▶ [The task] Search the records for the string "paths", then copy each line where it appears.

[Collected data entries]
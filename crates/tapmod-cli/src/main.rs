//! tapmod CLI
//!
//! Diagnostic tool for tapmod: find the keyboard to remap, inspect what it
//! reports and watch its raw events.

use std::path::{Path, PathBuf};
use std::time::{SystemTime, UNIX_EPOCH};

use clap::{Parser, Subcommand};
use evdev::raw_stream::RawDevice;
use evdev::{AttributeSet, EventType, InputEvent, InputEventKind, Key, Synchronization};
use miette::IntoDiagnostic;
use serde::Serialize;
use tapmod_config::keys::{key_state_changes, KEY_PRESSED, KEY_RELEASED};

#[derive(Parser, Debug)]
#[command(name = "tapmod")]
#[command(about = "Diagnostic tool for the tapmod key remapper")]
#[command(version)]
struct Cli {
    #[command(subcommand)]
    command: Commands,
}

#[derive(Subcommand, Debug)]
enum Commands {
    /// List available input devices
    Devices,

    /// Show what an input device supports
    Info {
        /// Device path (e.g. /dev/input/event3)
        path: PathBuf,
    },

    /// Print events from an input device as they arrive
    Events {
        /// Device path (e.g. /dev/input/event3)
        path: PathBuf,

        /// Grab the device so no other client sees its events
        #[arg(long)]
        grab: bool,

        /// Print one JSON object per line instead of text
        #[arg(long)]
        json: bool,
    },

    /// Show the built-in remapping configuration
    Config,
}

fn main() -> miette::Result<()> {
    // Initialize tracing
    tracing_subscriber::fmt()
        .with_env_filter(
            tracing_subscriber::EnvFilter::try_from_default_env()
                .unwrap_or_else(|_| tracing_subscriber::EnvFilter::new("warn")),
        )
        .init();

    let cli = Cli::parse();

    match cli.command {
        Commands::Devices => cmd_devices(),
        Commands::Info { path } => cmd_info(&path),
        Commands::Events { path, grab, json } => cmd_events(&path, grab, json),
        Commands::Config => cmd_config(),
    }
}

fn cmd_devices() -> miette::Result<()> {
    println!("Available input devices:\n");

    let mut paths: Vec<PathBuf> = std::fs::read_dir("/dev/input")
        .into_diagnostic()?
        .filter_map(|entry| entry.ok().map(|e| e.path()))
        .filter(|path| {
            path.file_name()
                .and_then(|n| n.to_str())
                .map(|n| n.starts_with("event"))
                .unwrap_or(false)
        })
        .collect();
    paths.sort_by_key(|path| event_number(path));

    for path in paths {
        match RawDevice::open(&path) {
            Ok(device) => {
                let name = device.name().unwrap_or("Unknown");
                let id = device.input_id();
                let vendor_product = format!("{:04x}:{:04x}", id.vendor(), id.product());

                let device_type = if is_keyboard(&device) { "keyboard" } else { "other" };

                println!("  {} [{}]", name, device_type);
                println!("    Path: {}", path.display());
                println!("    ID: {}", vendor_product);
                println!();
            }
            Err(e) => {
                tracing::debug!("Skipping {}: {}", path.display(), e);
            }
        }
    }

    Ok(())
}

fn cmd_info(path: &Path) -> miette::Result<()> {
    let device = open(path)?;
    let id = device.input_id();
    let (major, minor, patch) = device.driver_version();

    println!("Input driver version is {}.{}.{}", major, minor, patch);
    println!(
        "Input device ID: bus {:?} vendor {:#06x} product {:#06x} version {:#06x}",
        id.bus_type(),
        id.vendor(),
        id.product(),
        id.version()
    );
    println!("Input device name: \"{}\"", device.name().unwrap_or("Unknown"));
    println!("Phys location: {}", device.physical_path().unwrap_or("-"));
    println!("Uniq identifier: {}", device.unique_name().unwrap_or("-"));

    println!("Supported events:");
    for event_type in device.supported_events().iter() {
        println!("  Event type {} ({})", event_type.0, type_name(event_type));

        match event_type {
            EventType::KEY => {
                if let Some(keys) = device.supported_keys() {
                    for key in keys.iter() {
                        println!("    Event code {} ({:?})", key.code(), key);
                    }
                }
            }
            EventType::RELATIVE => {
                if let Some(axes) = device.supported_relative_axes() {
                    for axis in axes.iter() {
                        println!("    Event code {} ({:?})", axis.0, axis);
                    }
                }
            }
            EventType::ABSOLUTE => {
                if let Some(axes) = device.supported_absolute_axes() {
                    let state = device.get_abs_state().into_diagnostic()?;
                    for axis in axes.iter() {
                        println!("    Event code {} ({:?})", axis.0, axis);
                        let info = &state[axis.0 as usize];
                        println!("      Value {:6}", info.value);
                        println!("      Min   {:6}", info.minimum);
                        println!("      Max   {:6}", info.maximum);
                        if info.fuzz != 0 {
                            println!("      Fuzz  {:6}", info.fuzz);
                        }
                        if info.flat != 0 {
                            println!("      Flat  {:6}", info.flat);
                        }
                        if info.resolution != 0 {
                            println!("      Resolution {:6}", info.resolution);
                        }
                    }
                }
            }
            EventType::LED => {
                if let Some(leds) = device.supported_leds() {
                    for led in leds.iter() {
                        println!("    Event code {} ({:?})", led.0, led);
                    }
                }
            }
            _ => {}
        }
    }

    println!("Properties:");
    for prop in device.properties().iter() {
        println!("  Property type {} ({:?})", prop.0, prop);
    }

    Ok(())
}

/// One line of `events --json` output.
#[derive(Debug, Serialize)]
#[serde(tag = "kind", rename_all = "snake_case")]
enum EventRecord {
    Event {
        sec: u64,
        usec: u32,
        #[serde(rename = "type")]
        event_type: u16,
        type_name: &'static str,
        code: u16,
        code_name: String,
        value: i32,
    },
    /// The kernel dropped events; what follows until `resynced` is synthetic
    Dropped { sec: u64, usec: u32 },
    /// A key whose state changed while events were dropped
    Sync { code: u16, code_name: String, value: i32 },
    Resynced,
}

fn cmd_events(path: &Path, grab: bool, json: bool) -> miette::Result<()> {
    let mut device = open(path)?;
    let mut keys = device.get_key_state().into_diagnostic()?;

    if grab {
        device.grab().into_diagnostic()?;
        tracing::info!("Grabbed {}", path.display());
    }

    if !json {
        println!(
            "Input device name: \"{}\"",
            device.name().unwrap_or("Unknown")
        );
        println!("Testing ... (interrupt to exit)");
    }

    let mut dropping = false;
    loop {
        let events: Vec<InputEvent> = device.fetch_events().into_diagnostic()?.collect();

        for event in events {
            let is_syn = event.event_type() == EventType::SYNCHRONIZATION;

            if dropping {
                if is_syn && event.code() == Synchronization::SYN_REPORT.0 {
                    let current = device.get_key_state().into_diagnostic()?;
                    print_resync(&keys, &current, json)?;
                    keys = current;
                    dropping = false;
                }
                continue;
            }

            if is_syn && event.code() == Synchronization::SYN_DROPPED.0 {
                let (sec, usec) = timestamp(&event);
                if json {
                    print_json(&EventRecord::Dropped { sec, usec })?;
                } else {
                    println!(
                        "Event: time {}.{:06}, ++++++++++++++++++++ SYN_DROPPED, re-syncing ++++++++++++++++++++",
                        sec, usec
                    );
                }
                dropping = true;
                continue;
            }

            if let InputEventKind::Key(key) = event.kind() {
                match event.value() {
                    KEY_PRESSED => {
                        keys.insert(key);
                    }
                    KEY_RELEASED => {
                        keys.remove(key);
                    }
                    _ => {}
                }
            }

            print_event(&event, json)?;
        }
    }
}

fn cmd_config() -> miette::Result<()> {
    let config = tapmod_config::Config::default();
    config.validate()?;

    println!("Key mappings (first match wins):");
    for mapping in &config.mappings {
        println!("  {}", mapping);
    }

    println!("\nDual-function keys:");
    for key in &config.dual_function_keys {
        println!("  {}", key);
    }

    println!("\nVirtual device name suffix: \"{}\"", config.virtual_device_suffix);
    println!("Startup delay: {}ms", config.startup_delay.as_millis());

    Ok(())
}

fn open(path: &Path) -> miette::Result<RawDevice> {
    RawDevice::open(path)
        .into_diagnostic()
        .map_err(|e| e.wrap_err(format!("Failed to open {}", path.display())))
}

fn is_keyboard(device: &RawDevice) -> bool {
    device.supported_events().contains(EventType::KEY)
        && device
            .supported_keys()
            .map(|keys| keys.contains(Key::KEY_A))
            .unwrap_or(false)
}

/// `/dev/input/event12` sorts after `event2`
fn event_number(path: &Path) -> u32 {
    path.file_name()
        .and_then(|n| n.to_str())
        .and_then(|n| n.strip_prefix("event"))
        .and_then(|n| n.parse().ok())
        .unwrap_or(u32::MAX)
}

fn print_event(event: &InputEvent, json: bool) -> miette::Result<()> {
    let (sec, usec) = timestamp(event);

    if json {
        return print_json(&EventRecord::Event {
            sec,
            usec,
            event_type: event.event_type().0,
            type_name: type_name(event.event_type()),
            code: event.code(),
            code_name: code_name(event),
            value: event.value(),
        });
    }

    if event.event_type() == EventType::SYNCHRONIZATION {
        println!(
            "Event: time {}.{:06}, -------------- {} ------------",
            sec,
            usec,
            code_name(event)
        );
    } else {
        println!(
            "Event: time {}.{:06}, type {} ({}), code {} ({}), value {}",
            sec,
            usec,
            event.event_type().0,
            type_name(event.event_type()),
            event.code(),
            code_name(event),
            event.value()
        );
    }
    Ok(())
}

fn print_resync(
    before: &AttributeSet<Key>,
    after: &AttributeSet<Key>,
    json: bool,
) -> miette::Result<()> {
    for (key, value) in key_state_changes(before, after) {
        if json {
            print_json(&EventRecord::Sync {
                code: key.code(),
                code_name: format!("{:?}", key),
                value,
            })?;
        } else {
            println!(
                "SYNC: type 1 (EV_KEY), code {} ({:?}), value {}",
                key.code(),
                key,
                value
            );
        }
    }

    if json {
        print_json(&EventRecord::Resynced)
    } else {
        println!("++++++++++++++++++++ re-synced ++++++++++++++++++++");
        Ok(())
    }
}

fn print_json(record: &EventRecord) -> miette::Result<()> {
    println!("{}", serde_json::to_string(record).into_diagnostic()?);
    Ok(())
}

fn timestamp(event: &InputEvent) -> (u64, u32) {
    split_time(event.timestamp())
}

fn split_time(time: SystemTime) -> (u64, u32) {
    time.duration_since(UNIX_EPOCH)
        .map(|d| (d.as_secs(), d.subsec_micros()))
        .unwrap_or((0, 0))
}

fn type_name(event_type: EventType) -> &'static str {
    match event_type {
        EventType::SYNCHRONIZATION => "EV_SYN",
        EventType::KEY => "EV_KEY",
        EventType::RELATIVE => "EV_REL",
        EventType::ABSOLUTE => "EV_ABS",
        EventType::MISC => "EV_MSC",
        EventType::SWITCH => "EV_SW",
        EventType::LED => "EV_LED",
        EventType::SOUND => "EV_SND",
        EventType::REPEAT => "EV_REP",
        EventType::FORCEFEEDBACK => "EV_FF",
        EventType::POWER => "EV_PWR",
        EventType::FORCEFEEDBACKSTATUS => "EV_FF_STATUS",
        _ => "?",
    }
}

fn code_name(event: &InputEvent) -> String {
    match event.kind() {
        InputEventKind::Synchronization(code) => format!("{:?}", code),
        InputEventKind::Key(key) => format!("{:?}", key),
        InputEventKind::RelAxis(axis) => format!("{:?}", axis),
        InputEventKind::AbsAxis(axis) => format!("{:?}", axis),
        InputEventKind::Misc(misc) => format!("{:?}", misc),
        InputEventKind::Switch(switch) => format!("{:?}", switch),
        InputEventKind::Led(led) => format!("{:?}", led),
        InputEventKind::Sound(sound) => format!("{:?}", sound),
        _ => "?".to_string(),
    }
}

▶ [Result for this exercise]
    let mut paths: Vec<PathBuf> = std::fs::read_dir("/dev/input")
    paths.sort_by_key(|path| event_number(path));
    for path in paths {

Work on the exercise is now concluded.